He was carried around the room on the shoulders of the cheering delegates, and two days later accepted the nomination to serve as the presidential candidate for the Democratic Party. But not every Democrat rejoiced. While Bryan’s “Cross of Gold” speech has been labeled one of the most important political statements in American history, many in his own party thought Bryan had subverted “Democratic principles” by playing fast and loose with the facts and by pandering to the masses. A famous political cartoon in Judge Magazine depicted Bryan as a snake swallowing the Democratic Party whole.
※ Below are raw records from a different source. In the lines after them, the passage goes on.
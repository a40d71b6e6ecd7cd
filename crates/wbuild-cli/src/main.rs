use std::fs;
use std::io::{self, Read, Write};
use std::path::{Path, PathBuf};
use std::process::ExitCode;

use anyhow::{Context, Result, anyhow};
use clap::{Parser, ValueEnum};
use tracing_subscriber::{layer::SubscriberExt, util::SubscriberInitExt};
use wbuild_core::{
    DEFAULT_MAX_DEPTH, HtmlEmitOptions, ParseError, ParseOptions, SourceMap, ThemeMode, Tree,
    emit_html_sanitized, emit_html_with_options, parse_with_options,
};
use wbuild_renderer::{Assets, Renderer};

#[derive(Parser, Debug)]
#[command(name = "wbuild")]
#[command(about = "Build a themed HTML page from bracket markup")]
struct Cli {
    /// Markup file to build; reads stdin when omitted
    #[arg(value_name = "INPUT")]
    input: Option<PathBuf>,

    /// Write the result here instead of stdout
    #[arg(short, long, value_name = "OUTPUT")]
    output: Option<PathBuf>,

    /// Initial page theme
    #[arg(long, value_enum, default_value_t = ThemeArg::Dark)]
    theme: ThemeArg,

    /// Markup file rendered after the document as a separate tree
    #[arg(long, value_name = "FILE")]
    footer: Option<PathBuf>,

    /// Filter the emitted HTML through the allow-list sanitizer
    #[arg(long)]
    sanitized: bool,

    /// Print only the document HTML, without the page wrapper
    #[arg(long)]
    raw: bool,

    /// Skip syntax highlighting of code blocks
    #[arg(long)]
    no_highlight: bool,

    /// Print the parsed tree as JSON and stop
    #[arg(long)]
    dump_tree: bool,

    /// Write wbuild.css and wbuild.js here and link them instead of inlining
    #[arg(long, value_name = "DIR")]
    assets: Option<PathBuf>,

    /// Bracket, brace and command nesting limit
    #[arg(long, value_name = "N", default_value_t = DEFAULT_MAX_DEPTH)]
    max_depth: usize,

    /// Reject documents that reuse a uid
    #[arg(long)]
    strict_uids: bool,
}

#[derive(Clone, Copy, Debug, ValueEnum)]
enum ThemeArg {
    Light,
    Dark,
}

impl From<ThemeArg> for ThemeMode {
    fn from(value: ThemeArg) -> Self {
        match value {
            ThemeArg::Light => ThemeMode::Light,
            ThemeArg::Dark => ThemeMode::Dark,
        }
    }
}

fn main() -> ExitCode {
    tracing_subscriber::registry()
        .with(
            tracing_subscriber::EnvFilter::try_from_default_env()
                .unwrap_or_else(|_| "wbuild=warn".into()),
        )
        .with(tracing_subscriber::fmt::layer().with_writer(io::stderr))
        .init();

    let cli = Cli::parse();
    match run(&cli) {
        Ok(()) => ExitCode::SUCCESS,
        Err(err) => {
            eprintln!("{:#}", err);
            ExitCode::FAILURE
        }
    }
}

fn run(cli: &Cli) -> Result<()> {
    let parse_options = ParseOptions {
        max_depth: cli.max_depth,
        reject_duplicate_uids: cli.strict_uids,
    };
    let emit_options = HtmlEmitOptions {
        theme: cli.theme.into(),
        max_depth: cli.max_depth,
    };

    let source = read_input(cli.input.as_deref())?;
    let tree = build_tree(&source, &parse_options)?;
    tracing::info!(nodes = tree.len(), "parsed document");

    if cli.dump_tree {
        let json = serde_json::to_string_pretty(&tree).context("failed to serialize tree")?;
        return write_output(cli.output.as_deref(), &format!("{}\n", json));
    }

    let renderer = Renderer::new(emit_options.theme);
    let body = emit(cli, &renderer, &tree, &emit_options)?;

    if cli.raw {
        return write_output(cli.output.as_deref(), &format!("{}\n", body));
    }

    let footer = match &cli.footer {
        Some(path) => {
            let source = read_input(Some(path))?;
            let tree = build_tree(&source, &parse_options)
                .with_context(|| format!("in footer {}", path.display()))?;
            Some(emit(cli, &renderer, &tree, &emit_options)?)
        }
        None => None,
    };

    let renderer = match &cli.assets {
        Some(dir) => {
            renderer
                .generate_files(dir)
                .with_context(|| format!("failed to write assets to {}", dir.display()))?;
            renderer.with_assets(Assets::Linked)
        }
        None => renderer,
    };

    let page = renderer.embed_html(&body, footer.as_deref());
    write_output(cli.output.as_deref(), &page)
}

fn build_tree(source: &str, options: &ParseOptions) -> Result<Tree> {
    parse_with_options(source, options).map_err(|err| anyhow!(report(source, &err)))
}

fn emit(cli: &Cli, renderer: &Renderer, tree: &Tree, options: &HtmlEmitOptions) -> Result<String> {
    let html = if cli.sanitized {
        emit_html_sanitized(tree, options)
    } else {
        emit_html_with_options(tree, options)
    }
    .context("failed to emit html")?;

    if cli.no_highlight {
        Ok(html)
    } else {
        Ok(renderer.highlight_html(&html))
    }
}

/// `LINE:COL error CODE message` with one-based positions, or
/// `error CODE message` when the error carries no span.
fn report(source: &str, err: &ParseError) -> String {
    match err.span() {
        Some(span) => {
            let location = SourceMap::new(source).locate(span.start);
            format!("{} error {} {}", location, err.code(), err)
        }
        None => format!("error {} {}", err.code(), err),
    }
}

fn read_input(path: Option<&Path>) -> Result<String> {
    match path {
        Some(path) => fs::read_to_string(path)
            .with_context(|| format!("error: failed to read {}", path.display())),
        None => {
            let mut buffer = String::new();
            io::stdin()
                .read_to_string(&mut buffer)
                .context("error: failed to read stdin")?;
            Ok(buffer)
        }
    }
}

fn write_output(path: Option<&Path>, contents: &str) -> Result<()> {
    match path {
        Some(path) => fs::write(path, contents)
            .with_context(|| format!("error: failed to write {}", path.display())),
        None => {
            let mut stdout = io::stdout().lock();
            stdout
                .write_all(contents.as_bytes())
                .and_then(|()| stdout.flush())
                .context("error: failed to write stdout")
        }
    }
}

#[cfg(test)]
mod tests {
    use super::report;
    use wbuild_core::parse;

    #[test]
    fn reports_position_of_spanned_errors() {
        let source = "[section]\n  [bg=x]";
        let err = parse(source).unwrap_err();
        assert_eq!(
            report(source, &err),
            format!("2:3 error {} {}", err.code(), err)
        );
    }

    #[test]
    fn columns_count_characters_not_bytes() {
        let source = "[text]Übersicht\n\u{e9}\u{e9} [section][bg=x]";
        let err = parse(source).unwrap_err();
        assert!(report(source, &err).starts_with("2:13 error "));
    }

    #[test]
    fn reports_errors_without_position() {
        let source = "[text]\\link{#nowhere}";
        let err = parse(source).unwrap_err();
        assert_eq!(report(source, &err), format!("error {} {}", err.code(), err));
    }
}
In response, several prominent Democrats, including President Grover Cleveland, supported the creation of a splinter party in order to give Democrats an avenue to avoid voting Republican. Led by members from the Cleveland cabinet and the United States Congress, the group met in Indianapolis in September 1896 and selected John M. Palmer, a former Union general and United States Senator from Illinois, as its presidential nominee, and Simon B. Buckner, a former Confederate general and ex-governor of Kentucky, as its vice-presidential candidate. This event is now regarded as little more than a footnote in American political history, but modern Americans, particularly libertarians and paleo-conservatives, should take note of the party, its history, and its platform.

Politics since the 1850s had become a game of sectional division. The Republican Party was based on sectional animosity and when the Democratic Party split in 1860, some Northern Democrats uncomfortable with secession found a home with the Republicans until after the war. The Northern “Peace Democrats” stayed true to the traditional principles of the party: free trade, sound money, limited government, and Constitutional law, but they were outnumbered and marginalized in much of the North by the rabid Republican “reptiles” as one Democrat called them. It seems that those who favor limited government are always pushed to the back burner during times of “crisis.”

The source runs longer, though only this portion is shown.